El pasado otoño se adoptaron medidas extraordinarias por parte de la Comunidad Autónoma, autorizando la quema controlada como medida fitosanitaria.

La Comunidad Autónoma puso en marcha el pasado otoño una serie de medidas extraordinarias ante la proliferación de plagas en el periodo de acumulación de restos de poda, agilizando los trámites para la quema controlada.

Así, la Consejería de Agua, Agricultura, Ganadería y Pesca publicó en el Boletín Oficial de la Región (BORM) una orden sobre medidas fitosanitarias a adoptar en caso de acumulación de restos vegetales durante todo el ciclo de cultivo.

La norma declaraba la quema controlada de restos vegetales procedentes de la poda u otras operaciones de cultivo generados en la propia explotación como medida fitosanitaria para evitar la propagación de plagas, reducir su población, mitigar sus efectos o conseguir la erradicación de los organismos nocivos.

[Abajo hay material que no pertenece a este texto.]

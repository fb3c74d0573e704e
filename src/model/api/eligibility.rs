use serde::{Deserialize, Serialize};

use crate::engine::geo::{Eligibility, IneligibleReason};

/// API-friendly eligibility decision.
#[derive(Debug, Clone, PartialEq, Serialize, Deserialize)]
#[serde(rename_all = "camelCase")]
pub struct EligibilityDesc {
    pub eligible: bool,
    #[serde(skip_serializing_if = "Option::is_none")]
    pub reason: Option<String>,
    /// Distance from the geofence center, when there is one.
    #[serde(skip_serializing_if = "Option::is_none")]
    pub distance_km: Option<f64>,
    /// How far outside the geofence the voter is.
    #[serde(skip_serializing_if = "Option::is_none")]
    pub shortfall_km: Option<f64>,
}

impl From<Eligibility> for EligibilityDesc {
    fn from(eligibility: Eligibility) -> Self {
        match eligibility {
            Eligibility::Eligible { distance_km } => Self {
                eligible: true,
                reason: None,
                distance_km,
                shortfall_km: None,
            },
            Eligibility::Ineligible(reason) => {
                let (distance_km, shortfall_km) = match reason {
                    IneligibleReason::OutOfRadius {
                        distance_km,
                        shortfall_km,
                    } => (Some(distance_km), Some(shortfall_km)),
                    _ => (None, None),
                };
                Self {
                    eligible: false,
                    reason: Some(reason.code().to_string()),
                    distance_km,
                    shortfall_km,
                }
            }
        }
    }
}
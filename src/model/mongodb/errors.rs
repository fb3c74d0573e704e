//! For some reason, the mongodb crate doesn't provide error code constants.
//! This module fills in the gaps.

use mongodb::error::{Error as DbError, ErrorKind, WriteFailure};

pub const DUPLICATE_KEY: i32 = 11000;

/// Return true if the given result is a duplicate key write error.
pub fn is_duplicate_key_error<T>(result: Result<T, &DbError>) -> bool {
    if let Err(err) = result {
        match *err.kind {
            ErrorKind::Write(WriteFailure::WriteError(ref e)) => return e.code == DUPLICATE_KEY,
            // Inside a transaction the server reports it as a command error.
            ErrorKind::Command(ref e) => return e.code == DUPLICATE_KEY,
            _ => {}
        }
    }
    false
}
use std::ops::Deref;

use chrono::{DateTime, Utc};
use serde::{Deserialize, Serialize};

use crate::model::common::{instrument::InstrumentId, record::CanonicalRecord, voter::VoterKey};

/// A canonical record as stored in the database: one row per selected option,
/// or one row per ordering.
#[derive(Debug, Clone, PartialEq, Eq, Serialize, Deserialize)]
#[serde(rename_all = "camelCase")]
pub struct ResponseRecord {
    /// Foreign Key instrument ID.
    pub instrument_id: InstrumentId,
    pub voter_key: VoterKey,
    #[serde(flatten)]
    pub record: CanonicalRecord,
    pub created_at: DateTime<Utc>,
}

impl ResponseRecord {
    pub fn new(
        instrument_id: InstrumentId,
        voter_key: VoterKey,
        record: CanonicalRecord,
        created_at: DateTime<Utc>,
    ) -> Self {
        Self {
            instrument_id,
            voter_key,
            record,
            created_at,
        }
    }
}

impl Deref for ResponseRecord {
    type Target = CanonicalRecord;

    fn deref(&self) -> &Self::Target {
        &self.record
    }
}

/// The first-response marker. There is at most one per `(instrument, voter)`,
/// enforced by a unique index, and it is what makes the duplicate check and
/// the write a single unit.
#[derive(Debug, Clone, PartialEq, Eq, Serialize, Deserialize)]
#[serde(rename_all = "camelCase")]
pub struct Submission {
    pub instrument_id: InstrumentId,
    pub voter_key: VoterKey,
    /// When the voter first responded. The edit window runs from here and
    /// is not reset by replacements.
    pub first_created_at: DateTime<Utc>,
}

Con esta medida, el Gobierno regional establecía como necesaria dentro de la actividad agraria la quema controlada de restos vegetales y agiliza el trámite para su ejecución, aunque dejaba en manos de las corporaciones locales us tramitación, en base a sus propias exigencias.

De esta manera se evitaba tener que solicitar de manera individualizada por parte de los agricultores una solicitud a la Administración regional para recibir una autorización sobre la existencia de un riesgo fitosanitario en su parcela.

Determinadas plagas de los cultivos, denominadas de sequía, se refugian en los restos del material vegetal generado en la propia explotación, constituyendo un reservorio para organismos nocivos que pueden extenderse a las parcelas vecinas. Esta situación, que se da especialmente en los climas áridos, como el de la Región, puede alcanzar una mayor magnitud en las épocas de sequía y ocasionar en algunos cultivos importantes pérdidas, que pueden concluir con la muerte de las plantas.

Entre las medidas fitosanitarias de buenas prácticas agrícolas para conseguir una gestión integrada de plagas, recogidas en la legislación estatal para el control de los organismos nocivos que se desarrollan en los restos vegetales, figuran la valorización de los mencionados restos por un gestor autorizado, su incorporación al suelo mediante triturado o picado previo, y la quema controlada.

Pero la incorporación continuada de restos vegetales al suelo en las condiciones climáticas de la Región, de baja humedad, dificulta su degradación y transformación en materia orgánica, ocasionando la proliferación y diseminación de determinados organismos nocivos, como son las enfermedades de madera. También sirven de refugio a las poblaciones invernantes de barrenillos y cochinillas.

Esta circunstancia, es la que obligó a la administración regional a adoptar la decisión de autorizar la quema controlada de los restos de poda, una situación que no es ni mucho menos aislada, y que da idea de hasta qué punto es importante darle una solución o uso alternativo a los restos de poda.